Abstract

We present here a double-optimizations-of-buffer-region (DOBR) microiterative scheme for high-efficiency energy minimizations of large, flexible systems in combined quantum-mechanical/molecular-mechanical (QM/MM) calculations. In the DOBR scheme, an entire system is divided into three regions: the core, buffer, and outer regions. The core region includes QM atoms and the MM atoms within a cutoff distance R1 to the QM atoms (denoted by MM1 atoms), and the buffer region consists of MM atoms within another cutoff distance R2 to MM1 atoms. Each DOBR microcycle involves two steps: First, QM atoms are assigned electrostatic-potential (ESP) charges, and the buffer and outer regions are optimized at the MM level with the core region kept frozen.

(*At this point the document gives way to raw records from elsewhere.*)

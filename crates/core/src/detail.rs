//! Record detail view state.
//!
//! The detail page decides once, when it is initialised, which listing it shows. The identifier
//! comes from the current path via [`freakinbeats_uuid::resolve_from`]; an absent identifier and
//! an identifier with no matching listing both end up as [`DetailState::NotFound`].

use crate::inventory::InventoryService;
use crate::listing::Listing;
use freakinbeats_uuid::{resolve_from, PathSource, RecordUuid};

/// What the detail page should render.
#[derive(Clone, Debug)]
pub enum DetailState<'a> {
    Found(&'a Listing),
    NotFound,
}

/// Detail page state, fixed at initialisation.
#[derive(Clone, Debug)]
pub struct DetailView<'a> {
    requested: Option<RecordUuid>,
    state: DetailState<'a>,
}

impl<'a> DetailView<'a> {
    /// Resolves the identifier from `source` and looks it up in `inventory`.
    pub fn initialise<S: PathSource + ?Sized>(source: &S, inventory: &'a InventoryService) -> Self {
        let requested = resolve_from(source);
        let state = match requested.as_ref().and_then(|id| inventory.get(id)) {
            Some(listing) => DetailState::Found(listing),
            None => DetailState::NotFound,
        };

        match (&requested, &state) {
            (None, _) => tracing::debug!("no listing identifier in detail path"),
            (Some(id), DetailState::NotFound) => tracing::debug!("no listing with uuid {}", id),
            (Some(id), DetailState::Found(_)) => tracing::debug!("showing listing {}", id),
        }

        Self { requested, state }
    }

    /// The identifier found in the path, with its original case.
    pub fn requested(&self) -> Option<&RecordUuid> {
        self.requested.as_ref()
    }

    pub fn state(&self) -> &DetailState<'a> {
        &self.state
    }

    pub fn listing(&self) -> Option<&'a Listing> {
        match self.state {
            DetailState::Found(listing) => Some(listing),
            DetailState::NotFound => None,
        }
    }
}
//! Internal implementation of the record identifier type.
//!
//! This module contains the canonical-shape grammar and the [`RecordUuid`] wrapper used for
//! listing identifiers throughout Freakinbeats.

use crate::{UuidError, UuidResult};
use std::hash::{Hash, Hasher};
use std::{fmt, str::FromStr};

/// Re-exported for convenience.
pub use ::uuid::Uuid;

/// Hex-digit counts of the five hyphen-separated groups in the canonical shape.
pub const GROUP_LENGTHS: [usize; 5] = [8, 4, 4, 4, 12];

/// Total length of the canonical shape, hyphens included.
pub(crate) const CANONICAL_LEN: usize = 36;

/// A listing identifier in canonical hyphenated form (`8-4-4-4-12` hex groups).
///
/// This wrapper type guarantees that once constructed, the contained text has the canonical
/// shape and denotes a valid UUID. Unlike most UUID handling it does **not** normalise case: the
/// text the identifier was built from is kept verbatim and is what [`fmt::Display`] prints.
///
/// # When to use this type
/// Use this wrapper whenever you are:
/// - Accepting a listing identifier from *outside* the core (page path, API route, CLI input).
/// - Looking a listing up in the inventory.
/// - Allocating an identifier for a new listing.
///
/// # Construction
/// - [`RecordUuid::new`] generates a fresh lowercase identifier.
/// - [`RecordUuid::parse`] validates an externally supplied identifier.
/// - [`crate::resolve`] extracts one from a detail page path.
///
/// # Equality
/// Two `RecordUuid`s are equal when they denote the same 128-bit UUID, so
/// `550e8400-E29B-...` and `550e8400-e29b-...` compare equal and hash identically even though
/// they display differently.
#[derive(Clone, Debug)]
pub struct RecordUuid {
    uuid: Uuid,
    text: String,
}

impl Default for RecordUuid {
    fn default() -> Self {
        Self::new()
    }
}

impl RecordUuid {
    /// Generates a new random (version 4) identifier in lowercase canonical form.
    pub fn new() -> Self {
        let uuid = Uuid::new_v4();
        Self {
            uuid,
            text: uuid.hyphenated().to_string(),
        }
    }

    /// Validates and wraps a string that must already be in canonical hyphenated form.
    ///
    /// Other UUID spellings accepted by the `uuid` crate (simple, braced, URN) are rejected, and
    /// surrounding whitespace is not trimmed.
    ///
    /// # Arguments
    ///
    /// * `input` - Candidate identifier. Must be exactly 36 characters of canonical shape.
    ///
    /// # Errors
    ///
    /// Returns [`UuidError::InvalidInput`] if `input` is not in canonical form.
    pub fn parse(input: &str) -> UuidResult<Self> {
        if !Self::is_canonical(input) {
            return Err(UuidError::InvalidInput(format!(
                "UUID must be 8-4-4-4-12 hex characters separated by hyphens, got: '{}'",
                input
            )));
        }
        let uuid = Uuid::parse_str(input)
            .map_err(|e| UuidError::InvalidInput(format!("'{}': {}", input, e)))?;
        Ok(Self {
            uuid,
            text: input.to_owned(),
        })
    }

    /// Returns true if the whole of `input` has the canonical shape.
    ///
    /// This is a purely syntactic check, fast enough to run before [`RecordUuid::parse`].
    pub fn is_canonical(input: &str) -> bool {
        input.len() == CANONICAL_LEN && has_canonical_prefix(input.as_bytes())
    }

    /// Returns the UUID as a `uuid::Uuid`.
    pub fn uuid(&self) -> Uuid {
        self.uuid
    }

    /// Returns the identifier text exactly as it was supplied.
    pub fn as_str(&self) -> &str {
        &self.text
    }
}

/// Returns true if `bytes` starts with the canonical shape.
///
/// Only the first [`CANONICAL_LEN`] bytes are inspected; whatever follows is the caller's
/// concern.
pub(crate) fn has_canonical_prefix(bytes: &[u8]) -> bool {
    let mut pos = 0;
    for (index, &len) in GROUP_LENGTHS.iter().enumerate() {
        if index > 0 {
            if bytes.get(pos) != Some(&b'-') {
                return false;
            }
            pos += 1;
        }
        let Some(group) = bytes.get(pos..pos + len) else {
            return false;
        };
        if !group.iter().all(u8::is_ascii_hexdigit) {
            return false;
        }
        pos += len;
    }
    true
}

impl PartialEq for RecordUuid {
    fn eq(&self, other: &Self) -> bool {
        self.uuid == other.uuid
    }
}

impl Eq for RecordUuid {}

impl Hash for RecordUuid {
    fn hash<H: Hasher>(&self, state: &mut H) {
        self.uuid.hash(state);
    }
}

impl fmt::Display for RecordUuid {
    fn fmt(&self, f: &mut fmt::Formatter<'_>) -> fmt::Result {
        f.write_str(&self.text)
    }
}

impl AsRef<str> for RecordUuid {
    fn as_ref(&self) -> &str {
        &self.text
    }
}

impl FromStr for RecordUuid {
    type Err = UuidError;

    /// Equivalent to calling [`RecordUuid::parse`].
    fn from_str(s: &str) -> Result<Self, Self::Err> {
        RecordUuid::parse(s)
    }
}

#[cfg(feature = "serde")]
impl serde::Serialize for RecordUuid {
    fn serialize<S>(&self, serializer: S) -> Result<S::Ok, S::Error>
    where
        S: serde::Serializer,
    {
        serializer.serialize_str(&self.text)
    }
}

#[cfg(feature = "serde")]
impl<'de> serde::Deserialize<'de> for RecordUuid {
    fn deserialize<D>(deserializer: D) -> Result<Self, D::Error>
    where
        D: serde::Deserializer<'de>,
    {
        let s = String::deserialize(deserializer)?;
        RecordUuid::parse(&s).map_err(serde::de::Error::custom)
    }
}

Second, the core and buffer regions are optimized at the QM/MM level using the electrostatic embedding with the outer region kept frozen. The two steps are repeated until two optimizations converge at one structure. The DOBR scheme was tested in the optimizations of nucleobases solvated in water spheres of 30 Å radius, where the initial geometries were extracted from the trajectories of classical molecular dynamics simulations, and the cutoff distances R1 and R2 were set to 5.0 and 4.0 Å, respectively. For comparisons, the optimizations were also carried out by a "standard" scheme without microiteration and by the two-region microiterative (TRM) method. We found that the averaged number of QM calculations for the DOBR scheme is only ∼1% of that of the standard scheme and ∼6% of the TRM approach. The promising results indicate that the DOBR scheme could significantly increase the efficiency of geometry optimizations for large, flexible systems in QM/MM calculations.